Mengenal Sapardi Djoko Damono

Sapardi Djoko Damono. Ketika mendengar nama itu, apa yang kamu pikirkan? Salah satu penulis berbakat Indonesia? Atau malah penyair yang romantis? Saya rasa semuanya itu benar. Lihat saja berapa banyak puisi beliau yang menjadi meme atau gambar profil untuk status di instagram, twitter, dan facebook. Salah satu yang paling populer adalah ini:

Gambar diambil dari google.

Pernah melihat dan membaca kata-kata itu? Seharusnya sih iya. Apalagi bagi seseorang yang tengah dimabuk cinta alias kasmaran. Romantis dan sangat so sweet, kalau kata anak zaman now. Nah, pertanyaannya seperti apa sih sebenarnya sosok sang penyair itu? Seberapa kerennya beliau jika dibandingkan dengan Chairil Anwar yang puisinya juga sering ditemui di buku-buku pelajaran?

Berikut sekilas tentang Sapardi Djoko Damono atau yang biasa disapa SDD ini, setelah dirangkum dari beberapa sumber: 

Sapardi Djoko Damono lahir di Solo, 20 Maret 1940 dari pasangan Sadyoko dan Sapariah. Berdasarkan kalender Jawa, beliau lahir di bulan Sapar. Maka dari itu, beliau dinamakan Sapardi. Beliau menikah dengan perempuan bernama Wardiningsih dan dikaruniai seorang putra dan seorang putri. Sayangnya sekarang kita sudah tidak bisa melihat beliau secara langsung karena Sapardi sudah berpulang pada 19 Juli 2020 lalu. 

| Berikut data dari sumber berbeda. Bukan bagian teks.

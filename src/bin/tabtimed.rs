//! tabtime Daemon - Browsing-time tracker
//!
//! This binary runs as a background daemon, accepting tab and focus
//! notifications from the browser shim and serving control requests from
//! the `tabtime` CLI.
//!
//! # Usage
//!
//! ```bash
//! # Start the daemon (foreground)
//! tabtimed start
//!
//! # Start the daemon (background/daemonized)
//! tabtimed start -d
//!
//! # Stop the daemon
//! tabtimed stop
//!
//! # Check daemon status
//! tabtimed status
//! ```

use std::fs::{self, File};
use std::io::{Read, Write};
use std::path::PathBuf;
use std::process;
use std::sync::Arc;

use anyhow::{bail, Context, Result};
use clap::{Parser, Subcommand};
use tokio_util::sync::CancellationToken;
use tracing::{error, info, warn};
use tracing_subscriber::EnvFilter;

use tabtime_core::SystemClock;
use tabtimed::config::Config;
use tabtimed::focus::{spawn_focus_poll_task, HostProcessProbe};
use tabtimed::retention::{spawn_retention_task, RetentionSweeper};
use tabtimed::server::DaemonServer;
use tabtimed::store::{FileStore, KvStore, MemoryStore};
use tabtimed::tracker::{spawn_tracker, TrackerHandle};

/// tabtime daemon - per-page browsing time tracker
#[derive(Parser, Debug)]
#[command(name = "tabtimed", version, about)]
struct Args {
    /// Config file (defaults to $XDG_CONFIG_HOME/tabtime/config.toml)
    #[arg(long, short = 'c', global = true)]
    config: Option<PathBuf>,

    #[command(subcommand)]
    command: Option<Command>,
}

#[derive(Subcommand, Debug)]
enum Command {
    /// Start the daemon
    Start {
        /// Run as a background daemon (fork to background)
        #[arg(short = 'd', long)]
        daemon: bool,

        /// Keep records in memory only; nothing is written to disk
        #[arg(long)]
        ephemeral: bool,
    },
    /// Stop the running daemon
    Stop,
    /// Show daemon status
    Status,
}

fn state_dir() -> PathBuf {
    dirs::state_dir()
        .unwrap_or_else(|| PathBuf::from("/tmp"))
        .join("tabtime")
}

fn pid_file_path() -> PathBuf {
    state_dir().join("tabtimed.pid")
}

fn log_file_path() -> PathBuf {
    state_dir().join("tabtimed.log")
}

fn read_pid() -> Option<u32> {
    let path = pid_file_path();
    let mut file = File::open(&path).ok()?;
    let mut contents = String::new();
    file.read_to_string(&mut contents).ok()?;
    contents.trim().parse().ok()
}

fn write_pid() -> Result<()> {
    let path = pid_file_path();
    if let Some(parent) = path.parent() {
        fs::create_dir_all(parent).context("Failed to create state directory")?;
    }
    let mut file = File::create(&path).context("Failed to create PID file")?;
    write!(file, "{}", process::id()).context("Failed to write PID")?;
    Ok(())
}

fn remove_pid_file() {
    let _ = fs::remove_file(pid_file_path());
}

fn is_process_running(pid: u32) -> bool {
    PathBuf::from(format!("/proc/{pid}")).exists()
}

fn is_daemon_running() -> Option<u32> {
    if let Some(pid) = read_pid() {
        if is_process_running(pid) {
            return Some(pid);
        }
        remove_pid_file();
    }
    None
}

fn stop_daemon(pid: u32) -> Result<()> {
    #[cfg(unix)]
    {
        let Ok(raw) = i32::try_from(pid) else {
            bail!("Invalid PID {pid}");
        };
        let result = unsafe { libc::kill(raw, libc::SIGTERM) };
        if result != 0 {
            bail!("Failed to send SIGTERM to process {pid}");
        }
    }
    #[cfg(not(unix))]
    {
        bail!("Stop command is only supported on Unix systems");
    }
    Ok(())
}

fn main() -> Result<()> {
    let args = Args::parse();

    let command = args.command.unwrap_or(Command::Start {
        daemon: false,
        ephemeral: false,
    });

    match command {
        Command::Start { daemon, ephemeral } => {
            if let Some(pid) = is_daemon_running() {
                eprintln!("Daemon is already running (PID {pid})");
                eprintln!("Use 'tabtimed stop' to stop it first.");
                process::exit(1);
            }

            // Validate before forking so errors reach the terminal
            let config = Config::load(args.config.as_deref()).context("Failed to load config")?;

            if daemon {
                daemonize()?;
            }

            write_pid()?;

            let result = run_daemon(config, ephemeral);

            remove_pid_file();

            result
        }
        Command::Stop => {
            if let Some(pid) = is_daemon_running() {
                println!("Stopping daemon (PID {pid})...");
                stop_daemon(pid)?;

                for _ in 0..50 {
                    if !is_process_running(pid) {
                        println!("Daemon stopped.");
                        return Ok(());
                    }
                    std::thread::sleep(std::time::Duration::from_millis(100));
                }

                eprintln!("Daemon did not stop within 5 seconds.");
                process::exit(1);
            } else {
                println!("Daemon is not running.");
                Ok(())
            }
        }
        Command::Status => {
            if let Some(pid) = is_daemon_running() {
                println!("Daemon is running (PID {pid})");

                if let Ok(config) = Config::load(args.config.as_deref()) {
                    if config.socket_path.exists() {
                        println!("Socket: {}", config.socket_path.display());
                    }
                    println!("Store: {}", config.data_path.display());
                }

                Ok(())
            } else {
                println!("Daemon is not running.");
                process::exit(1);
            }
        }
    }
}

fn daemonize() -> Result<()> {
    use daemonize::Daemonize;

    let log_path = log_file_path();

    if let Some(parent) = log_path.parent() {
        fs::create_dir_all(parent).context("Failed to create log directory")?;
    }

    let stdout = File::create(&log_path).context("Failed to create log file for stdout")?;
    let stderr = stdout
        .try_clone()
        .context("Failed to create log file for stderr")?;

    let daemonize = Daemonize::new()
        .working_directory("/")
        .stdout(stdout)
        .stderr(stderr);

    daemonize.start().context("Failed to daemonize")?;

    Ok(())
}

#[tokio::main]
async fn run_daemon(config: Config, ephemeral: bool) -> Result<()> {
    tracing_subscriber::fmt()
        .with_env_filter(
            EnvFilter::from_default_env()
                .add_directive("tabtimed=info".parse()?)
                .add_directive("tabtime_core=info".parse()?)
                .add_directive("tabtime_protocol=info".parse()?),
        )
        .init();

    info!(
        version = env!("CARGO_PKG_VERSION"),
        pid = process::id(),
        "tabtime daemon starting"
    );

    let store: Arc<dyn KvStore> = if ephemeral {
        warn!("Running with an in-memory store; records are lost on exit");
        Arc::new(MemoryStore::new())
    } else {
        let store = FileStore::open(&config.data_path)
            .await
            .with_context(|| format!("Failed to open store at {}", config.data_path.display()))?;
        info!(path = %config.data_path.display(), "Store opened");
        Arc::new(store)
    };

    let cancel_token = CancellationToken::new();
    let clock = Arc::new(SystemClock);

    let tracker = spawn_tracker(
        config.tracker_settings(),
        Arc::clone(&store),
        clock.clone(),
        cancel_token.clone(),
    );
    info!("Tracker started");

    spawn_shutdown_listener(tracker.clone(), cancel_token.clone());

    let sweeper = RetentionSweeper::new(Arc::clone(&store), clock, config.retention_months);
    let _retention_handle =
        spawn_retention_task(sweeper, config.cleanup_interval(), cancel_token.clone());

    if let Some(process_name) = &config.host_process {
        let _focus_handle = spawn_focus_poll_task(
            HostProcessProbe::new(process_name.as_str()),
            tracker.clone(),
            config.focus_poll_interval(),
            cancel_token.clone(),
        );
        info!(process = %process_name, "Focus polling started");
    }

    let server = DaemonServer::new(&config.socket_path, tracker, cancel_token);

    info!(socket = %config.socket_path.display(), "Starting server");

    if let Err(e) = server.run().await {
        error!(error = %e, "Server error");
        return Err(e.into());
    }

    info!("tabtime daemon stopped");
    Ok(())
}

/// Ends the active session and flushes before cancelling every task.
fn spawn_shutdown_listener(tracker: TrackerHandle, cancel_token: CancellationToken) {
    tokio::spawn(async move {
        if let Err(e) = wait_for_shutdown_signal().await {
            error!(error = %e, "Error waiting for shutdown signal");
        }
        info!("Shutdown signal received");

        match tracker.shutdown().await {
            Ok(report) => info!(
                days = report.days,
                deltas = report.deltas,
                "Final flush complete"
            ),
            Err(e) => error!(error = %e, "Final flush failed; buffered time is lost"),
        }

        cancel_token.cancel();
    });
}

async fn wait_for_shutdown_signal() -> Result<()> {
    #[cfg(unix)]
    {
        use tokio::signal::unix::{signal, SignalKind};

        let mut sigterm = signal(SignalKind::terminate())?;
        let mut sigint = signal(SignalKind::interrupt())?;

        tokio::select! {
            _ = sigterm.recv() => {
                info!("Received SIGTERM");
            }
            _ = sigint.recv() => {
                info!("Received SIGINT");
            }
        }
    }

    #[cfg(not(unix))]
    {
        tokio::signal::ctrl_c().await?;
        info!("Received Ctrl+C");
    }

    Ok(())
}
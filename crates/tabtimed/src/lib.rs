//! tabtime Daemon - Browsing-time tracker and day-record store
//!
//! This crate provides the daemon infrastructure:
//! - `tracker` - Actor owning the session clock, focus state and tracking flag
//! - `buffer` / `writer` - In-memory accumulation and serialized day merges
//! - `resume` - Auto-resume timer that survives restarts
//! - `retention` - Periodic deletion of expired day records
//! - `server` / `client` - Unix socket protocol endpoints
//!
//! # Architecture
//!
//! ```text
//! ┌──────────────────────────────────────────────────────────────┐
//! │                        tabtimed daemon                       │
//! ├──────────────────────────────────────────────────────────────┤
//! │                                                              │
//! │  ┌─────────────────┐     ┌──────────────────────────────┐    │
//! │  │  DaemonServer   │────▶│        TrackerActor          │    │
//! │  │ (Unix Socket)   │     │  (session + tracking owner)  │    │
//! │  └─────────────────┘     └───────┬──────────────┬───────┘    │
//! │           ▲                      │ deltas       │ events     │
//! │           │                      ▼              ▼            │
//! │  ┌────────┴────────┐     ┌──────────────┐  ┌────────────┐    │
//! │  │ focus poll task │     │DurableWriter │  │ broadcast  │    │
//! │  └─────────────────┘     └──────┬───────┘  └────────────┘    │
//! │                                 ▼                            │
//! │  ┌─────────────────┐     ┌──────────────┐                    │
//! │  │RetentionSweeper │────▶│   KvStore    │                    │
//! │  └─────────────────┘     └──────────────┘                    │
//! └──────────────────────────────────────────────────────────────┘
//! ```
//!
//! # Panic-Free Guarantees
//!
//! Production code avoids `.unwrap()`, `.expect()`, `panic!()` and
//! `unreachable!()`. Fallible operations return `Result` or `Option`, and
//! closed channels are treated as shutdown.

pub mod buffer;
pub mod client;
pub mod config;
pub mod focus;
pub mod resume;
pub mod retention;
pub mod server;
pub mod store;
pub mod tracker;
pub mod writer;
//! Wall-clock sources.
//!
//! Session timing reads "now" through [`Clock`] so the daemon can run on the
//! system clock while tests step time by hand.

use std::fmt::Debug;
use std::sync::{Arc, Mutex};

use chrono::{DateTime, Duration, Utc};

/// Source of the current instant.
pub trait Clock: Send + Sync + Debug {
    fn now(&self) -> DateTime<Utc>;
}

/// The system wall clock.
#[derive(Debug, Clone, Copy, Default)]
pub struct SystemClock;

impl Clock for SystemClock {
    fn now(&self) -> DateTime<Utc> {
        Utc::now()
    }
}

/// A clock that only moves when told to.
///
/// Clones share the same instant.
#[derive(Debug, Clone)]
pub struct ManualClock {
    now: Arc<Mutex<DateTime<Utc>>>,
}

impl ManualClock {
    /// Creates a clock frozen at `start`.
    pub fn new(start: DateTime<Utc>) -> Self {
        Self {
            now: Arc::new(Mutex::new(start)),
        }
    }

    /// Moves the clock forward (or backward, for a negative span).
    pub fn advance(&self, by: Duration) {
        let mut now = self.now.lock().unwrap_or_else(|poisoned| poisoned.into_inner());
        *now += by;
    }

    /// Jumps the clock to an absolute instant.
    pub fn set(&self, to: DateTime<Utc>) {
        let mut now = self.now.lock().unwrap_or_else(|poisoned| poisoned.into_inner());
        *now = to;
    }
}

impl Clock for ManualClock {
    fn now(&self) -> DateTime<Utc> {
        *self.now.lock().unwrap_or_else(|poisoned| poisoned.into_inner())
    }
}

#[cfg(test)]
mod tests {
    use super::*;
    use chrono::TimeZone;

    #[test]
    fn test_manual_clock_advances_shared_instant() {
        let start = Utc.with_ymd_and_hms(2024, 1, 1, 0, 0, 0).unwrap();
        let clock = ManualClock::new(start);
        let other = clock.clone();

        clock.advance(Duration::seconds(90));
        assert_eq!(other.now(), start + Duration::seconds(90));

        other.set(start);
        assert_eq!(clock.now(), start);
    }

    #[test]
    fn test_system_clock_moves_forward() {
        let a = SystemClock.now();
        let b = SystemClock.now();
        assert!(b >= a);
    }
}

Sapardi dulu bersekolah di Sekolah Rakyat (SR) Kasatriyan dan melanjutkan ke SMP II Mangkunagaran. Selanjutnya beliau sekolah di SMA II Solo dan melanjutkan kuliah di Fakultas Sastra dan Kebudayaan UGM. Awal karir menulis Sapardi dimulai dari bangku sekolah. Karyanya banyak dimuat di majalah dan di ruang-ruang kebudayaan diberbagai penerbitan. Sapardi tak hanya lihai menulis puisi. Beliau juga bisa menulis cerita pendek, menerjemahkan berbagai karya asing, membuat esai, bahkan juga menulis artikel surat kabar.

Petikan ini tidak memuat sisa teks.